According to the Department of Health and Human Services (HHS), the answer is no. "HIPAA only applies to HIPAA-covered entities – health care providers, health plans, and health care clearinghouses – and, to some extent, to their business associates," HHS says.
These "covered entities" can't share your health records without your permission – and if they do, they'll face stiff penalties. But an employer is not a covered entity.
"If an employer asks an employee to provide proof that they have been vaccinated, that is not a HIPAA violation," HHS says, "and employees may decide whether to provide that information to their employer."
Apparently, some people believe that HIPAA provides greater protection from disclosure requirements than it does. Besides Greene, other notable persons who have made the erroneous claim are two NFL quarterbacks: the Dallas Cowboys' Dak Prescott and the New England Patriots' Cam Newton.
People of the "it's my business" persuasion should also be aware that there are situations where other people will want to know whether the people around them have been vaccinated. Claire Talltree, a 64-year-old retiree from Snohomish, Washington, serves on the board of a nonprofit organization that held a meeting when the state lifted restrictions and told the PBS News Hour that some of the members cited HIPAA in not revealing whether they were vaccinated.
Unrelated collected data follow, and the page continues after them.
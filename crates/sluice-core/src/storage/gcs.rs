//! Google Cloud Storage backend implementation.

use object_store::gcp::GoogleCloudStorageBuilder;
use object_store::path::Path;
use object_store::ObjectStore;
use snafu::prelude::*;
use std::sync::Arc;

use crate::error::{GcsConfigSnafu, StorageError};

use super::{default_retry_config, BlobStore};

/// Google Cloud Storage settings.
#[derive(Clone)]
pub struct GcsSettings {
    pub bucket: String,
    pub prefix: Option<String>,
    /// Inline service-account key JSON. Application-default credentials
    /// apply when unset.
    pub service_account_key: Option<String>,
}

impl std::fmt::Debug for GcsSettings {
    fn fmt(&self, f: &mut std::fmt::Formatter<'_>) -> std::fmt::Result {
        f.debug_struct("GcsSettings")
            .field("bucket", &self.bucket)
            .field("prefix", &self.prefix)
            .field(
                "service_account_key",
                &self.service_account_key.as_deref().map(|_| "***"),
            )
            .finish()
    }
}

impl BlobStore {
    pub(super) fn construct_gcs(settings: GcsSettings) -> Result<Self, StorageError> {
        let mut builder = GoogleCloudStorageBuilder::from_env()
            .with_bucket_name(&settings.bucket)
            .with_retry(default_retry_config());

        if let Some(key) = &settings.service_account_key {
            builder = builder.with_service_account_key(key);
        }

        let canonical_url = format!("gs://{}", settings.bucket);

        let object_store: Arc<dyn ObjectStore> =
            Arc::new(builder.build().context(GcsConfigSnafu)?);

        Ok(Self {
            object_store,
            base: settings.prefix.as_deref().map(Path::from),
            canonical_url,
        })
    }
}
"They want me to quit being fearful," she said. "I'm not fearful. I just don't want to catch this disease."
In fairness, however, it does seem clear that people can become confused about vaccine requirements and disclosures at the state and local levels. Ballotpedia has been monitoring this activity and counts 20 states that prohibit proof-of-vaccination requirements in a variety of ways.
Although private employers have the right to require vaccinations or proof of negative tests by their employees, some states say that state agencies can't require it of anyone, including employees. And some states say that private businesses can't ask about the vaccination status of visitors or customers.
The rules can be bewildering. Depending on where you live, you might have the right to refuse disclosing your vaccination status in some situations thanks to recently enacted laws and executive orders at the state or local level.
Just don't say HIPAA protects you. It doesn't.